Die Volksanwaltschaft hat im Jahr 2016 wieder einen Anstieg des Beschwerdeaufkommens registriert. Nach einem Rückgang 2015 gab es im Vorjahr ein Plus von 17.231 auf 18.492 Beschwerden. Im Rekordjahr 2014 waren es 19.648. Die Fälle reichten von Cannabis als Schmerzmittel auf Kassenkosten über Mehraufwand bei der Spendenabsetzbarkeit bis hin zu ärztlichen Experimenten in Gefängnissen.
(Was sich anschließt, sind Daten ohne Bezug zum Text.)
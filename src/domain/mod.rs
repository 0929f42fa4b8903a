//! Domain layer for the Jira trigger message configuration
//!
//! This module contains the configuration model, its validation rules and the
//! key-value accessor port it is read through.

pub mod error;
pub mod models;
pub mod ports;

// Re-export error types for convenient access
pub use error::{ValidationCause, ValidationError};
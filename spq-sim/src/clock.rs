use std::time::Duration;

// ---

use tokio::time::Instant;

// ---------------------------------------------------------------------------
// SimClock
// ---------------------------------------------------------------------------

/// Simulated clock shared by every process of one simulation.
///
/// The clock is a copyable handle to the instant the simulation started.
/// Create it inside the runtime, before any process sleeps, so that all
/// timestamps are measured from the same origin.
#[derive(Debug, Clone, Copy)]
pub struct SimClock {
    // ---
    origin: Instant,
}

// ---

impl SimClock {
    // ---
    /// Start a clock at the runtime's current instant (time zero).
    pub fn start() -> Self {
        Self {
            origin: Instant::now(),
        }
    }

    // ---

    /// Simulated units elapsed since [`SimClock::start`].
    pub fn now(&self) -> f64 {
        Instant::now().duration_since(self.origin).as_secs_f64()
    }

    // ---

    /// Suspend the calling process for `units` simulated units.
    ///
    /// Negative and NaN durations are treated as zero.
    pub async fn sleep(&self, units: f64) {
        // ---
        tokio::time::sleep(units_to_duration(units)).await;
    }

    // ---

    /// Suspend the calling process until simulated time `at`.
    ///
    /// Returns immediately if `at` is already in the past.
    pub async fn sleep_until(&self, at: f64) {
        // ---
        match self.origin.checked_add(units_to_duration(at)) {
            Some(deadline) => tokio::time::sleep_until(deadline).await,
            None => std::future::pending().await,
        }
    }
}

// ---

fn units_to_duration(units: f64) -> Duration {
    // ---
    if units.is_nan() || units <= 0.0 {
        return Duration::ZERO;
    }
    Duration::try_from_secs_f64(units).unwrap_or(Duration::MAX)
}

// ---------------------------------------------------------------------------
// Tests
// ---------------------------------------------------------------------------

#[cfg(test)]
mod tests {
    // ---
    use super::*;

    #[tokio::test(start_paused = true)]
    async fn sleep_advances_virtual_time_exactly() {
        // ---
        let clock = SimClock::start();
        assert_eq!(clock.now(), 0.0);

        clock.sleep(80.0).await;
        assert_eq!(clock.now(), 80.0);

        clock.sleep(0.1).await;
        assert!((clock.now() - 80.1).abs() < 1e-9, "now = {}", clock.now());
    }

    // ---

    #[tokio::test(start_paused = true)]
    async fn sleep_until_past_returns_immediately() {
        // ---
        let clock = SimClock::start();
        clock.sleep_until(5.0).await;
        assert_eq!(clock.now(), 5.0);

        clock.sleep_until(2.0).await;
        assert_eq!(clock.now(), 5.0);
    }

    // ---

    #[test]
    fn bogus_durations_clamp_to_zero() {
        // ---
        assert_eq!(units_to_duration(-1.0), Duration::ZERO);
        assert_eq!(units_to_duration(f64::NAN), Duration::ZERO);
        assert_eq!(units_to_duration(1.5), Duration::from_millis(1_500));
        assert_eq!(units_to_duration(f64::INFINITY), Duration::MAX);
    }
}
use std::collections::{BTreeMap, BTreeSet, HashMap};
use std::fmt;
use std::str::FromStr;

// ---

use super::error::{Result, SpqError};
use super::packet::FlowId;

// ---------------------------------------------------------------------------
// Priority
// ---------------------------------------------------------------------------

/// Service precedence of a flow at one scheduling element.
///
/// Numerically lower values are served first: a queued packet of priority 1
/// always goes out before any packet of priority 100.
#[derive(Debug, Clone, Copy, PartialEq, Eq, PartialOrd, Ord, Hash)]
pub struct Priority(i64);

// ---

impl Priority {
    // ---
    pub const fn new(value: i64) -> Self {
        Self(value)
    }

    /// Return the raw priority value.
    pub const fn value(self) -> i64 {
        self.0
    }
}

impl From<i64> for Priority {
    fn from(value: i64) -> Self {
        Self(value)
    }
}

impl fmt::Display for Priority {
    fn fmt(&self, f: &mut fmt::Formatter<'_>) -> fmt::Result {
        write!(f, "{}", self.0)
    }
}

// ---------------------------------------------------------------------------
// PrioritySpec
// ---------------------------------------------------------------------------

/// Operator-supplied priority assignment.
///
/// Either form is accepted; [`PriorityTable::new`] normalizes both into the
/// same runtime structure so nothing downstream branches on the form.
#[derive(Debug, Clone, PartialEq, Eq)]
pub enum PrioritySpec {
    // ---
    /// Element `i` is the priority of flow `i`.
    ByIndex(Vec<Priority>),

    /// Explicit flow id → priority pairs.
    ByFlow(BTreeMap<FlowId, Priority>),
}

// ---

impl PrioritySpec {
    // ---
    pub fn by_index(priorities: impl IntoIterator<Item = i64>) -> Self {
        Self::ByIndex(priorities.into_iter().map(Priority).collect())
    }

    pub fn by_flow(pairs: impl IntoIterator<Item = (FlowId, i64)>) -> Self {
        Self::ByFlow(pairs.into_iter().map(|(f, p)| (f, Priority(p))).collect())
    }
}

// ---

/// Parses `"1,100"` as [`PrioritySpec::ByIndex`] and `"0=1,1=10"` as
/// [`PrioritySpec::ByFlow`]. Mixing the two forms is rejected.
impl FromStr for PrioritySpec {
    type Err = SpqError;

    fn from_str(s: &str) -> Result<Self> {
        // ---
        let invalid = |reason: String| SpqError::InvalidPrioritySpec {
            spec: s.to_string(),
            reason,
        };

        let items: Vec<&str> = s
            .split(',')
            .map(str::trim)
            .filter(|item| !item.is_empty())
            .collect();
        if items.is_empty() {
            return Err(SpqError::EmptyPriorities);
        }

        let mapped = items.iter().filter(|item| item.contains('=')).count();
        if mapped == 0 {
            let priorities = items
                .iter()
                .map(|item| {
                    item.parse::<i64>()
                        .map(Priority)
                        .map_err(|e| invalid(format!("{item:?}: {e}")))
                })
                .collect::<Result<Vec<_>>>()?;
            return Ok(Self::ByIndex(priorities));
        }
        if mapped != items.len() {
            return Err(invalid("mixes indexed and flow=priority entries".into()));
        }

        let mut pairs = BTreeMap::new();
        for item in items {
            let (flow, prio) = item
                .split_once('=')
                .ok_or_else(|| invalid(format!("{item:?}: expected flow=priority")))?;
            let flow: FlowId = flow
                .trim()
                .parse()
                .map_err(|e| invalid(format!("flow {flow:?}: {e}")))?;
            let prio: i64 = prio
                .trim()
                .parse()
                .map_err(|e| invalid(format!("priority {prio:?}: {e}")))?;
            if pairs.insert(flow, Priority(prio)).is_some() {
                return Err(invalid(format!("flow {flow} assigned twice")));
            }
        }
        Ok(Self::ByFlow(pairs))
    }
}

// ---------------------------------------------------------------------------
// PriorityTable
// ---------------------------------------------------------------------------

/// Resolved priority assignment: a `flow_id → priority` function plus the
/// fixed order in which distinct priorities are scanned.
#[derive(Debug, Clone, PartialEq, Eq)]
pub struct PriorityTable {
    // ---
    by_flow: HashMap<FlowId, Priority>,

    /// Distinct priorities, most urgent first.
    order: Vec<Priority>,
}

// ---

impl PriorityTable {
    // ---
    /// Normalize either form. Fails if no flow is assigned a priority.
    pub fn new(spec: &PrioritySpec) -> Result<Self> {
        // ---
        let by_flow: HashMap<FlowId, Priority> = match spec {
            PrioritySpec::ByIndex(list) => list
                .iter()
                .enumerate()
                .map(|(flow, &prio)| (flow as FlowId, prio))
                .collect(),
            PrioritySpec::ByFlow(map) => map.iter().map(|(&f, &p)| (f, p)).collect(),
        };
        if by_flow.is_empty() {
            return Err(SpqError::EmptyPriorities);
        }

        let order = by_flow
            .values()
            .copied()
            .collect::<BTreeSet<_>>()
            .into_iter()
            .collect();

        Ok(Self { by_flow, order })
    }

    // ---

    /// Priority of `flow_id`, or [`SpqError::UnmappedFlow`].
    pub fn resolve(&self, flow_id: FlowId) -> Result<Priority> {
        self.by_flow
            .get(&flow_id)
            .copied()
            .ok_or(SpqError::UnmappedFlow { flow_id })
    }

    /// Scan order: every distinct configured priority, most urgent first.
    pub fn order(&self) -> &[Priority] {
        &self.order
    }
}

// ---------------------------------------------------------------------------
// Tests
// ---------------------------------------------------------------------------

#[cfg(test)]
mod tests {
    // ---
    use super::*;

    #[test]
    fn index_form_resolves_by_position() {
        // ---
        let table = PriorityTable::new(&PrioritySpec::by_index([1, 100])).unwrap();

        assert_eq!(table.resolve(0).unwrap(), Priority::new(1));
        assert_eq!(table.resolve(1).unwrap(), Priority::new(100));
        assert_eq!(table.order(), &[Priority::new(1), Priority::new(100)]);
    }

    // ---

    #[test]
    fn both_forms_normalize_to_the_same_table() {
        // ---
        let indexed = PriorityTable::new(&PrioritySpec::by_index([10, 1, 10])).unwrap();
        let mapped =
            PriorityTable::new(&PrioritySpec::by_flow([(0, 10), (1, 1), (2, 10)])).unwrap();

        assert_eq!(indexed, mapped);
        assert_eq!(mapped.order(), &[Priority::new(1), Priority::new(10)]);
        assert_eq!(mapped.resolve(2).unwrap(), Priority::new(10));
    }

    // ---

    #[test]
    fn order_is_ascending_regardless_of_declaration_order() {
        // ---
        let table = PriorityTable::new(&PrioritySpec::by_flow([(7, 5), (3, -2), (9, 40)])).unwrap();
        let order: Vec<i64> = table.order().iter().map(|p| p.value()).collect();

        assert_eq!(order, vec![-2, 5, 40]);
        assert!(Priority::new(-2) < Priority::new(5));
    }

    // ---

    #[test]
    fn unmapped_flow_is_a_configuration_error() {
        // ---
        let table = PriorityTable::new(&PrioritySpec::by_flow([(0, 1)])).unwrap();
        let err = table.resolve(4).unwrap_err();

        assert_eq!(err, SpqError::UnmappedFlow { flow_id: 4 });
        assert!(err.is_configuration());
    }

    // ---

    #[test]
    fn empty_specs_are_rejected() {
        // ---
        let empty_list = PrioritySpec::ByIndex(Vec::new());
        let empty_map = PrioritySpec::ByFlow(BTreeMap::new());

        assert_eq!(PriorityTable::new(&empty_list), Err(SpqError::EmptyPriorities));
        assert_eq!(PriorityTable::new(&empty_map), Err(SpqError::EmptyPriorities));
    }

    // ---

    #[test]
    fn parses_both_textual_forms() {
        // ---
        assert_eq!(
            "1, 100".parse::<PrioritySpec>().unwrap(),
            PrioritySpec::by_index([1, 100])
        );
        assert_eq!(
            "0=1,1=10".parse::<PrioritySpec>().unwrap(),
            PrioritySpec::by_flow([(0, 1), (1, 10)])
        );
    }

    // ---

    #[test]
    fn rejects_malformed_text() {
        // ---
        for bad in ["1,0=2", "a,b", "0=x", "1=2,1=3"] {
            let err = bad.parse::<PrioritySpec>().unwrap_err();
            assert!(
                matches!(err, SpqError::InvalidPrioritySpec { .. }),
                "{bad:?} gave {err:?}"
            );
        }
        assert_eq!(" , ".parse::<PrioritySpec>(), Err(SpqError::EmptyPriorities));
    }
}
Die Schwerpunkte der Volksanwaltschaft lagen auch 2016 in den Bereichen Asylverfahren, Mängel bei Sozialleistungen und beim AMS, Defizite im Justizwesen sowie Probleme im Bau- und Wohnrecht. In rund der Hälfte der Beschwerden wurde ein Prüfverfahren eingeleitet. Zu den durchschnittlich 74 Beschwerden pro Arbeitstag kamen im Gesamtjahr 2016 auch 522 Kommissionsbesuche im Zuge der präventiven Menschenrechtskontrolle. 83 Prozent der Kontrollen brachten ein Defizit zutage.

So wurde in der Justizanstalt Wien-Mittersteig Häftlingen das rezeptpflichtige Medikament Tropicamid auf die Pupillen geträufelt, um ihre Reaktion auf bestimmte Verhaltungsmuster festzustellen. Laut Volksanwaltschaft fand vor der Verabreichung keine fachärztliche Untersuchung statt. Die Volksanwälte forderten das Justizministerium auf, die Versuche zu Forschungszwecken zu stoppen. Auch wenn die Häftlinge ihr Einverständnis zu dem Forschungsprojekt gegeben haben, sei die Freiwilligkeit eben aufgrund der Haftsituation unter Umständen zu hinterfragen, mahnte Volksanwältin Gertrude Brinek (ÖVP) zur Vorsicht vor der Argumentation, die Person habe „eh eingewilligt“.

Günther Kräuter (SPÖ) berichtete von 700 Menschen mit psychischen Erkrankungen, die in Kärnten nicht der UN-Behindertenrechtskonvention entsprechend untergebracht sind. Die Klienten würden oft in entlegenen Bauernhöfen untergebracht. Das Land Kärnten sei uneinsichtig, kritisierte Kräuter. Beim kürzlich im Nationalrat verabschiedeten Heimopferrenten-Gesetz nehme die Volksanwaltschaft die Herausforderung als Dachorganisation gerne an.

Peter Fichtenbauer (FPÖ) sprach über die rund 3.500 chronisch kranken Schulkinder, die meisten von ihnen leiden unter Diabetes oder Epilepsie. Auch wenn nun mit der Amtshaftung rechtliche Bedenken der Lehrer abgebaut werden, brauche es nach dem Vorbild Großbritanniens ein „School-Nurse-System“, so Fichtenbauer. Im Fall der Bluttat am Wiener Brunnenmarkt kritisierte Fichtenbauer ein „Multiorganversagen“ sowie einen „Unterlassungsskandal“ zuständiger Behörden.